**What you have to do**
Output the data word for word. Begin at its first line and end at the line with "new notifications arrive".

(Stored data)

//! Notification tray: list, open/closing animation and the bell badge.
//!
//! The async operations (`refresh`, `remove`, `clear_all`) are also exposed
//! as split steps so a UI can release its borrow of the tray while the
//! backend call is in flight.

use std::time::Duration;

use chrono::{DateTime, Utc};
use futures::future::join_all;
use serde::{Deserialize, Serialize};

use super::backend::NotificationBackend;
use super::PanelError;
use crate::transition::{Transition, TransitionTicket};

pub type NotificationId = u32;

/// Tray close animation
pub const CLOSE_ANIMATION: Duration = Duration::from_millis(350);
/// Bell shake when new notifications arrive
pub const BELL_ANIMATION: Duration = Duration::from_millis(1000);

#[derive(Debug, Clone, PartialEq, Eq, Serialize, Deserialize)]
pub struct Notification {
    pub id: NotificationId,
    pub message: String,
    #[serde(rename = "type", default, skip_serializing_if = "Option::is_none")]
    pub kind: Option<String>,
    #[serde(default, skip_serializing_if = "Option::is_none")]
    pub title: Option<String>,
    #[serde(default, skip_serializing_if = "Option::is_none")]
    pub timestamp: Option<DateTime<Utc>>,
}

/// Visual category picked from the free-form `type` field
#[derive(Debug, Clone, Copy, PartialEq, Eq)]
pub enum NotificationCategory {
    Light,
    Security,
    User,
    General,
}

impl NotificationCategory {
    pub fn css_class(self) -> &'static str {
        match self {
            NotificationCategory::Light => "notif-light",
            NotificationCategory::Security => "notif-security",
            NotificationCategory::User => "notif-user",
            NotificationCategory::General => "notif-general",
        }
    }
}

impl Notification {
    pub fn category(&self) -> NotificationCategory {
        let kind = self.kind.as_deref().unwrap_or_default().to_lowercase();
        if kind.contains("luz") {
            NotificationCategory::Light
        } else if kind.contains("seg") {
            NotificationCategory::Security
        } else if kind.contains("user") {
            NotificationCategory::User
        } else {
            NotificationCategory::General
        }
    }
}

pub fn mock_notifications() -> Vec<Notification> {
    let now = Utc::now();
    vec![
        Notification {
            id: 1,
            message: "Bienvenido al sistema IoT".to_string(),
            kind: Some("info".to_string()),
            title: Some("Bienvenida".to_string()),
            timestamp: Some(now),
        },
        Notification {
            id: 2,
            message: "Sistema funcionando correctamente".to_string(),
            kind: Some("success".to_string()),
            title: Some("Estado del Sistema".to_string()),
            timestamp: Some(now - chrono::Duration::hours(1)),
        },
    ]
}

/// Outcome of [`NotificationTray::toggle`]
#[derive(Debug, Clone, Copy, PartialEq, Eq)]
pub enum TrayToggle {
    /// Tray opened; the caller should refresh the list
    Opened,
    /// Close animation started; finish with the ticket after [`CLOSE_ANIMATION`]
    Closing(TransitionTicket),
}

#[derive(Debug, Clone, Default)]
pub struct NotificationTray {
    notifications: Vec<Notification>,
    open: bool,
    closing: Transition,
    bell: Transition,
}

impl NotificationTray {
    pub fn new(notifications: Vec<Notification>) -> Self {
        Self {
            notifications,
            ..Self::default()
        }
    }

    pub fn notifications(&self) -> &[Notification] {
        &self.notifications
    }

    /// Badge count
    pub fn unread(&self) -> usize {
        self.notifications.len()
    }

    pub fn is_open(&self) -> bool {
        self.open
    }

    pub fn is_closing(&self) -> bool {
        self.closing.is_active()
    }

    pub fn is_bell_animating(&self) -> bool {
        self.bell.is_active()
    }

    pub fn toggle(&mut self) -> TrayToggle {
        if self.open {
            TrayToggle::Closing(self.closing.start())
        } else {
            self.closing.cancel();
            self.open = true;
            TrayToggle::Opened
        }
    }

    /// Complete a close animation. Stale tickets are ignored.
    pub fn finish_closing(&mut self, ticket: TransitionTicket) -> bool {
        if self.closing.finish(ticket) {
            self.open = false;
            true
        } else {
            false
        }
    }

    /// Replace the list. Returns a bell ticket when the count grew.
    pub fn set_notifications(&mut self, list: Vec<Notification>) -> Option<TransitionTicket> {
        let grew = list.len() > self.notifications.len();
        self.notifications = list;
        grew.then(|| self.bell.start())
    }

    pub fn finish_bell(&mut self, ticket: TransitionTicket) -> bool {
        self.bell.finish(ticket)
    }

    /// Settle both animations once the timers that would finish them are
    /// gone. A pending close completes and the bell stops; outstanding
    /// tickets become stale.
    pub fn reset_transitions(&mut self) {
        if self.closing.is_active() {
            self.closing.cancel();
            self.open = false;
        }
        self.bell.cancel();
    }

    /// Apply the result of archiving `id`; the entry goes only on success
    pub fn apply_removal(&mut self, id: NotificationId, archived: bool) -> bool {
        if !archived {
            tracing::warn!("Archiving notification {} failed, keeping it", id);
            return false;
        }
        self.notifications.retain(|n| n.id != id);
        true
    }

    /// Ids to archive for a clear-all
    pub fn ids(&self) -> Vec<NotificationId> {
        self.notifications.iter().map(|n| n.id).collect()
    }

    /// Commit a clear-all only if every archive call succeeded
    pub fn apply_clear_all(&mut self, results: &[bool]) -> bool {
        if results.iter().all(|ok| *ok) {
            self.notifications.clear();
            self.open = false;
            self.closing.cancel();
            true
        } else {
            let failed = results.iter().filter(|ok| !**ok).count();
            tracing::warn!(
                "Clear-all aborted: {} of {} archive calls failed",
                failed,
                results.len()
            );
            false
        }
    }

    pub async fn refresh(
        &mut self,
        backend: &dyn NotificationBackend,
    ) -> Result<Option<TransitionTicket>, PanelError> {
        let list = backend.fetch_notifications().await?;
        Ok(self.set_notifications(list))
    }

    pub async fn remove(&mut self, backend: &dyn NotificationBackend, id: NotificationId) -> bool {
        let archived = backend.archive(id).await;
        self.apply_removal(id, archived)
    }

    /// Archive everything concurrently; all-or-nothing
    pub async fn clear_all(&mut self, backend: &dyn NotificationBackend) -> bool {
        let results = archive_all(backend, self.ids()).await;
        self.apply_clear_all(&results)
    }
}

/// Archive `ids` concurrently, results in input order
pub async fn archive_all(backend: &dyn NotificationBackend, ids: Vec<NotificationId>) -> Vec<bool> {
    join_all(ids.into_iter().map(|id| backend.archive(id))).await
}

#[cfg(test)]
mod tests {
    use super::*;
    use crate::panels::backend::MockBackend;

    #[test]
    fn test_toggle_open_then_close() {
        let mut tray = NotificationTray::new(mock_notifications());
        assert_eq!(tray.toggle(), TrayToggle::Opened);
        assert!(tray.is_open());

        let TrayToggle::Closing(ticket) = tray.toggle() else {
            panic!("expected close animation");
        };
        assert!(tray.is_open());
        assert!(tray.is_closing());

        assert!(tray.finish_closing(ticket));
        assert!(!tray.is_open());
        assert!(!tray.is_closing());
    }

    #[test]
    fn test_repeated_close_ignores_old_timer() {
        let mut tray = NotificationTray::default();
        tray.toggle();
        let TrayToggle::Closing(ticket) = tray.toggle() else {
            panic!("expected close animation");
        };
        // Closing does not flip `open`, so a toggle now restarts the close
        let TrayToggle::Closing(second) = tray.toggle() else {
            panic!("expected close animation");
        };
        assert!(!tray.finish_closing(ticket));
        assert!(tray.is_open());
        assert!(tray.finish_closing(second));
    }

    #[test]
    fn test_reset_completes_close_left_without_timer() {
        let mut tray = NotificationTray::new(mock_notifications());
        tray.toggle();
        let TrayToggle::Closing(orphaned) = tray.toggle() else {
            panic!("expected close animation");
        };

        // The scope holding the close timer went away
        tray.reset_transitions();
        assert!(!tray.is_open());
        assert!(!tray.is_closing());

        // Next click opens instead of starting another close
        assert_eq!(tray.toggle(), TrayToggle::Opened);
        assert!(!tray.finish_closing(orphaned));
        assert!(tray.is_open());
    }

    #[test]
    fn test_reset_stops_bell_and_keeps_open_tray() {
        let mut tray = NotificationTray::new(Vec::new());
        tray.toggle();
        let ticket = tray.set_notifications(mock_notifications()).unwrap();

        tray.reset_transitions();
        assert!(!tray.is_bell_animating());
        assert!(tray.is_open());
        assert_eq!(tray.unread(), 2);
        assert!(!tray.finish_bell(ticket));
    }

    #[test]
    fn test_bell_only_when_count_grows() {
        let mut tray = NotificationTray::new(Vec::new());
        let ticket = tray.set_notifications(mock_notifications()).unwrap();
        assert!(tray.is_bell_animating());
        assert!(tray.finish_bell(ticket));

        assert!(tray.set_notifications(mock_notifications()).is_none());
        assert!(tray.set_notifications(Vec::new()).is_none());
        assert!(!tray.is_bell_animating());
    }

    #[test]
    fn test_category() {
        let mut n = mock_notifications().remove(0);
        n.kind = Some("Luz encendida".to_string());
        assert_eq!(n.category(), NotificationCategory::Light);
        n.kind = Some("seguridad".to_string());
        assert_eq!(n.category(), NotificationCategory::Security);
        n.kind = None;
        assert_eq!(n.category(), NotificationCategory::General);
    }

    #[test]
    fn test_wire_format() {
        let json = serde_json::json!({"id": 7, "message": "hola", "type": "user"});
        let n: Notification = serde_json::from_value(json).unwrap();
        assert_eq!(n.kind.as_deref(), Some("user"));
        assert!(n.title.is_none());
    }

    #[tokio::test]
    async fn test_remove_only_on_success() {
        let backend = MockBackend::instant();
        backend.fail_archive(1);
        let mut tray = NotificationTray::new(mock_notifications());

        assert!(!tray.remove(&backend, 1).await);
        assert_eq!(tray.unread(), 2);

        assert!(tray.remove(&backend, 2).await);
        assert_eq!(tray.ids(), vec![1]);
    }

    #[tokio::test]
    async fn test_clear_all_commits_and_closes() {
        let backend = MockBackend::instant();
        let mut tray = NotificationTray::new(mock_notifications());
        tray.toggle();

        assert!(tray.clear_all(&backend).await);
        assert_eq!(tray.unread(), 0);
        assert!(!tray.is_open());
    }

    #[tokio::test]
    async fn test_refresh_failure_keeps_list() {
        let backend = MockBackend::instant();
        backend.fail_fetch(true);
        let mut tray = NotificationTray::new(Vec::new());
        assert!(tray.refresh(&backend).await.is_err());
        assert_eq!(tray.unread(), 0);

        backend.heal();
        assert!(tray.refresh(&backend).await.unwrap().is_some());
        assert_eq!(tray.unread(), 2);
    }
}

**Solution to this problem**
//! Notification tray: list, open/closing animation and the bell badge.
//!
//! The async operations (`refresh`, `remove`, `clear_all`) are also exposed
//! as split steps so a UI can release its borrow of the tray while the
//! backend call is in flight.

use std::time::Duration;

use chrono::{DateTime, Utc};
use futures::future::join_all;
use serde::{Deserialize, Serialize};

use super::backend::NotificationBackend;
use super::PanelError;
use crate::transition::{Transition, TransitionTicket};

pub type NotificationId = u32;

/// Tray close animation
pub const CLOSE_ANIMATION: Duration = Duration::from_millis(350);
/// Bell shake when new notifications arrive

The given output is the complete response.